## YOUR OBJECTIVE
Return each entry exactly, so that nothing in the data differs from the original.

## Stored items
[Start of section]

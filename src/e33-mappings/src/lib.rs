//! # e33-mappings
//!
//! Expedition 33 mapping generator - turns the game's DataTable JSON dumps
//! into small, human-readable lookup tables and publishes each one as a
//! named accessor inside the save editor's source tree.
//!
//! This library provides functionality to:
//! - Load Unreal DataTable dumps (items, music records, journals, quest
//!   items, skill graph, gradient unlocks, level data, character saves)
//! - Normalize each category: localized-name resolution, denylist and
//!   alias handling, availability tiers, diacritic-insensitive ordering
//! - Emit one artifact per category and register it idempotently in the
//!   host's module index and dispatch table
//!
//! ## Example
//!
//! ```no_run
//! use std::path::Path;
//! use e33_mappings::{Category, Generator, Report, SourcePaths};
//!
//! # fn main() -> Result<(), Box<dyn std::error::Error>> {
//! let sources = SourcePaths::new("originalGameMapping".into());
//! let generator = Generator::new(sources, Path::new("src-tauri/src"));
//!
//! let mut report = Report::new();
//! for category in Category::ALL {
//!     let artifact = generator.run(category, &mut report)?;
//!     println!("{category}: wrote {}", artifact.display());
//! }
//! for diagnostic in report.iter() {
//!     eprintln!("warning: {diagnostic}");
//! }
//! # Ok(())
//! # }
//! ```

pub mod artifact;
pub mod categories;
pub mod codes;
pub mod diag;
pub mod order;
pub mod pipeline;
pub mod registry;
pub mod tables;
pub mod text;

// Re-export commonly used items
#[doc(inline)]
pub use artifact::{write_artifact, ArtifactError};
#[doc(inline)]
pub use codes::{GameTables, ItemType};
#[doc(inline)]
pub use diag::{Diagnostic, Report};
#[doc(inline)]
pub use order::Tier;
#[doc(inline)]
pub use pipeline::{Category, GenerateError, Generator, SourcePaths};
#[doc(inline)]
pub use registry::{Registry, RegistryError};
#[doc(inline)]
pub use tables::{load_rows, Rows, TableError};
#[doc(inline)]
pub use text::{LocalizedText, ResolvedName};
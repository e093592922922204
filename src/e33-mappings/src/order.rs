//! Canonical ordering for generated mappings.
//!
//! Entries are partitioned into availability tiers, sorted within each tier
//! by a locale-folded label, and concatenated in ascending tier order.
//! Insertion order of the resulting map is the final, externally observed
//! order; nothing re-sorts at serialization time.

use indexmap::IndexMap;
use unicode_normalization::char::is_combining_mark;
use unicode_normalization::UnicodeNormalization;

/// Trailing marker on labels of `Restricted` entries.
pub const RESTRICTED_MARKER: &str = "*";

/// Trailing marker on labels of `Unresolved` entries.
pub const UNRESOLVED_MARKER: &str = "**";

/// Availability/confidence classification, in output order.
#[derive(Debug, Clone, Copy, PartialEq, Eq, PartialOrd, Ord)]
pub enum Tier {
    /// Obtainable, fully resolved.
    Normal,
    /// Present in the data but flagged unobtainable or limited.
    Restricted,
    /// Label derived from the fallback name only.
    Unresolved,
}

impl Tier {
    /// Classify a label by its trailing marker.
    pub fn from_label(label: &str) -> Tier {
        if label.ends_with(UNRESOLVED_MARKER) {
            Tier::Unresolved
        } else if label.ends_with(RESTRICTED_MARKER) {
            Tier::Restricted
        } else {
            Tier::Normal
        }
    }
}

/// Case-insensitive, diacritic-insensitive sort key: NFD-decompose, strip
/// combining marks, lowercase. "Éclat" folds to "eclat".
pub fn fold(s: &str) -> String {
    s.nfd()
        .filter(|c| !is_combining_mark(*c))
        .flat_map(char::to_lowercase)
        .collect()
}

/// One entry awaiting canonical placement.
#[derive(Debug, Clone)]
pub struct Ranked<V> {
    pub key: String,
    pub sort_label: String,
    pub tier: Tier,
    pub value: V,
}

/// Order entries by `(tier, folded sort label)` and collect into a map.
///
/// The sort is stable, so entries with identical tier and folded label keep
/// their input order and repeated runs produce identical output.
pub fn into_ordered<V>(mut entries: Vec<Ranked<V>>) -> IndexMap<String, V> {
    entries.sort_by_cached_key(|entry| (entry.tier, fold(&entry.sort_label)));
    entries
        .into_iter()
        .map(|entry| (entry.key, entry.value))
        .collect()
}

/// [`into_ordered`] for the common case where the label is the value.
pub fn into_labeled(entries: Vec<(String, String, Tier)>) -> IndexMap<String, String> {
    into_ordered(
        entries
            .into_iter()
            .map(|(key, label, tier)| Ranked {
                key,
                sort_label: label.clone(),
                tier,
                value: label,
            })
            .collect(),
    )
}

#[cfg(test)]
mod tests {
    use super::*;

    fn entry(key: &str, label: &str, tier: Tier) -> (String, String, Tier) {
        (key.to_string(), label.to_string(), tier)
    }

    #[test]
    fn test_fold_strips_diacritics_and_case() {
        assert_eq!(fold("Éclat"), "eclat");
        assert_eq!(fold("Lumière"), "lumiere");
        assert_eq!(fold("ABC"), "abc");
    }

    #[test]
    fn test_tier_from_label() {
        assert_eq!(Tier::from_label("Sword"), Tier::Normal);
        assert_eq!(Tier::from_label("Velokan*"), Tier::Restricted);
        assert_eq!(Tier::from_label("WPN_01**"), Tier::Unresolved);
    }

    #[test]
    fn test_tiers_precede_alphabetic_order() {
        let ordered = into_labeled(vec![
            entry("u", "Aardvark**", Tier::Unresolved),
            entry("r", "Abacus*", Tier::Restricted),
            entry("n", "Zymurgy", Tier::Normal),
        ]);
        let labels: Vec<&str> = ordered.values().map(String::as_str).collect();
        assert_eq!(labels, ["Zymurgy", "Abacus*", "Aardvark**"]);
    }

    #[test]
    fn test_accented_sorts_with_plain_spelling() {
        let ordered = into_labeled(vec![
            entry("z", "Zed", Tier::Normal),
            entry("acc", "Éclat", Tier::Normal),
            entry("plain", "Eclat", Tier::Normal),
            entry("a", "Axe", Tier::Normal),
        ]);
        let keys: Vec<&str> = ordered.keys().map(String::as_str).collect();
        // "Éclat" and "Eclat" fold to the same key; stable sort keeps their
        // input order, adjacent, between "Axe" and "Zed".
        assert_eq!(keys, ["a", "acc", "plain", "z"]);
    }

    #[test]
    fn test_deterministic_across_runs() {
        let build = || {
            into_labeled(vec![
                entry("b", "Métier", Tier::Normal),
                entry("a", "metier", Tier::Normal),
                entry("c", "Metier*", Tier::Restricted),
            ])
        };
        assert_eq!(
            serde_json::to_string(&build()).unwrap(),
            serde_json::to_string(&build()).unwrap()
        );
    }
}
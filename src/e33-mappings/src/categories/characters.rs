//! Base character save mapping: character key -> verbatim save-state row.
//!
//! The row payload is carried through untouched; the host seeds new
//! characters from it.

use indexmap::IndexMap;
use serde::Serialize;
use serde_json::Value;

use crate::codes::GameTables;
use crate::tables::Rows;

#[derive(Debug, Serialize)]
pub struct CharacterSaveMapping {
    #[serde(rename = "Characters")]
    pub characters: IndexMap<String, Value>,
}

pub fn extract(rows: &Rows, tables: &GameTables) -> CharacterSaveMapping {
    let mut characters = IndexMap::new();

    for (key, row) in rows {
        if tables.disabled_save_characters.contains(key) {
            continue;
        }
        let published = tables.canonical_character(key);
        characters.insert(published.to_string(), row.clone());
    }

    CharacterSaveMapping { characters }
}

[End of section]

## RESULT OF THE EXERCISE
filename src/e33-mappings/src/lib.rs
//! # e33-mappings
//!
//! Expedition 33 mapping generator - turns the game's DataTable JSON dumps
//! into small, human-readable lookup tables and publishes each one as a
//! named accessor inside the save editor's source tree.
//!
//! This library provides functionality to:
//! - Load Unreal DataTable dumps (items, music records, journals, quest
//!   items, skill graph, gradient unlocks, level data, character saves)
//! - Normalize each category: localized-name resolution, denylist and
//!   alias handling, availability tiers, diacritic-insensitive ordering
//! - Emit one artifact per category and register it idempotently in the
//!   host's module index and dispatch table
//!
//! ## Example
//!
//! ```no_run
//! use std::path::Path;
//! use e33_mappings::{Category, Generator, Report, SourcePaths};
//!
//! # fn main() -> Result<(), Box<dyn std::error::Error>> {
//! let sources = SourcePaths::new("originalGameMapping".into());
//! let generator = Generator::new(sources, Path::new("src-tauri/src"));
//!
//! let mut report = Report::new();
//! for category in Category::ALL {
//!     let artifact = generator.run(category, &mut report)?;
//!     println!("{category}: wrote {}", artifact.display());
//! }
//! for diagnostic in report.iter() {
//!     eprintln!("warning: {diagnostic}");
//! }
//! # Ok(())
//! # }
//! ```

pub mod artifact;
pub mod categories;
pub mod codes;
pub mod diag;
pub mod order;
pub mod pipeline;
pub mod registry;
pub mod tables;
pub mod text;

// Re-export commonly used items
#[doc(inline)]
pub use artifact::{write_artifact, ArtifactError};
#[doc(inline)]
pub use codes::{GameTables, ItemType};
#[doc(inline)]
pub use diag::{Diagnostic, Report};
#[doc(inline)]
pub use order::Tier;
#[doc(inline)]
pub use pipeline::{Category, GenerateError, Generator, SourcePaths};
#[doc(inline)]
pub use registry::{Registry, RegistryError};
#[doc(inline)]
pub use tables::{load_rows, Rows, TableError};
#[doc(inline)]
pub use text::{LocalizedText, ResolvedName};
repository e093592922922204
filename src/e33-mappings/src/order.rs
//! Canonical ordering for generated mappings.
//!
//! Entries are partitioned into availability tiers, sorted within each tier
//! by a locale-folded label, and concatenated in ascending tier order.
//! Insertion order of the resulting map is the final, externally observed
//! order; nothing re-sorts at serialization time.

use indexmap::IndexMap;
use unicode_normalization::char::is_combining_mark;
use unicode_normalization::UnicodeNormalization;

/// Trailing marker on labels of `Restricted` entries.
pub const RESTRICTED_MARKER: &str = "*";

/// Trailing marker on labels of `Unresolved` entries.
pub const UNRESOLVED_MARKER: &str = "**";

/// Availability/confidence classification, in output order.
#[derive(Debug, Clone, Copy, PartialEq, Eq, PartialOrd, Ord)]
pub enum Tier {
    /// Obtainable, fully resolved.
    Normal,
    /// Present in the data but flagged unobtainable or limited.
    Restricted,
    /// Label derived from the fallback name only.
    Unresolved,
}

impl Tier {
    /// Classify a label by its trailing marker.
    pub fn from_label(label: &str) -> Tier {
        if label.ends_with(UNRESOLVED_MARKER) {
            Tier::Unresolved
        } else if label.ends_with(RESTRICTED_MARKER) {
            Tier::Restricted
        } else {
            Tier::Normal
        }
    }
}

/// Case-insensitive, diacritic-insensitive sort key: NFD-decompose, strip
/// combining marks, lowercase. "Éclat" folds to "eclat".
pub fn fold(s: &str) -> String {
    s.nfd()
        .filter(|c| !is_combining_mark(*c))
        .flat_map(char::to_lowercase)
        .collect()
}

/// One entry awaiting canonical placement.
#[derive(Debug, Clone)]
pub struct Ranked<V> {
    pub key: String,
    pub sort_label: String,
    pub tier: Tier,
    pub value: V,
}

/// Order entries by `(tier, folded sort label)` and collect into a map.
///
/// The sort is stable, so entries with identical tier and folded label keep
/// their input order and repeated runs produce identical output.
pub fn into_ordered<V>(mut entries: Vec<Ranked<V>>) -> IndexMap<String, V> {
    entries.sort_by_cached_key(|entry| (entry.tier, fold(&entry.sort_label)));
    entries
        .into_iter()
        .map(|entry| (entry.key, entry.value))
        .collect()
}

/// [`into_ordered`] for the common case where the label is the value.
pub fn into_labeled(entries: Vec<(String, String, Tier)>) -> IndexMap<String, String> {
    into_ordered(
        entries
            .into_iter()
            .map(|(key, label, tier)| Ranked {
                key,
                sort_label: label.clone(),
                tier,
                value: label,
            })
            .collect(),
    )
}

#[cfg(test)]
mod tests {
    use super::*;

    fn entry(key: &str, label: &str, tier: Tier) -> (String, String, Tier) {
        (key.to_string(), label.to_string(), tier)
    }

    #[test]
    fn test_fold_strips_diacritics_and_case() {
        assert_eq!(fold("Éclat"), "eclat");
        assert_eq!(fold("Lumière"), "lumiere");
        assert_eq!(fold("ABC"), "abc");
    }

    #[test]
    fn test_tier_from_label() {
        assert_eq!(Tier::from_label("Sword"), Tier::Normal);
        assert_eq!(Tier::from_label("Velokan*"), Tier::Restricted);
        assert_eq!(Tier::from_label("WPN_01**"), Tier::Unresolved);
    }

    #[test]
    fn test_tiers_precede_alphabetic_order() {
        let ordered = into_labeled(vec![
            entry("u", "Aardvark**", Tier::Unresolved),
            entry("r", "Abacus*", Tier::Restricted),
            entry("n", "Zymurgy", Tier::Normal),
        ]);
        let labels: Vec<&str> = ordered.values().map(String::as_str).collect();
        assert_eq!(labels, ["Zymurgy", "Abacus*", "Aardvark**"]);
    }

    #[test]
    fn test_accented_sorts_with_plain_spelling() {
        let ordered = into_labeled(vec![
            entry("z", "Zed", Tier::Normal),
            entry("acc", "Éclat", Tier::Normal),
            entry("plain", "Eclat", Tier::Normal),
            entry("a", "Axe", Tier::Normal),
        ]);
        let keys: Vec<&str> = ordered.keys().map(String::as_str).collect();
        // "Éclat" and "Eclat" fold to the same key; stable sort keeps their
        // input order, adjacent, between "Axe" and "Zed".
        assert_eq!(keys, ["a", "acc", "plain", "z"]);
    }

    #[test]
    fn test_deterministic_across_runs() {
        let build = || {
            into_labeled(vec![
                entry("b", "Métier", Tier::Normal),
                entry("a", "metier", Tier::Normal),
                entry("c", "Metier*", Tier::Restricted),
            ])
        };
        assert_eq!(
            serde_json::to_string(&build()).unwrap(),
            serde_json::to_string(&build()).unwrap()
        );
    }
}
filename src/e33-mappings/src/categories/characters.rs
//! Base character save mapping: character key -> verbatim save-state row.
//!
//! The row payload is carried through untouched; the host seeds new
//! characters from it.

use indexmap::IndexMap;
use serde::Serialize;
use serde_json::Value;

use crate::codes::GameTables;
use crate::tables::Rows;

#[derive(Debug, Serialize)]
pub struct CharacterSaveMapping {
    #[serde(rename = "Characters")]
    pub characters: IndexMap<String, Value>,
}

pub fn extract(rows: &Rows, tables: &GameTables) -> CharacterSaveMapping {
    let mut characters = IndexMap::new();

    for (key, row) in rows {
        if tables.disabled_save_characters.contains(key) {
            continue;
        }
        let published = tables.canonical_character(key);
        characters.insert(published.to_string(), row.clone());
    }

    CharacterSaveMapping { characters }
}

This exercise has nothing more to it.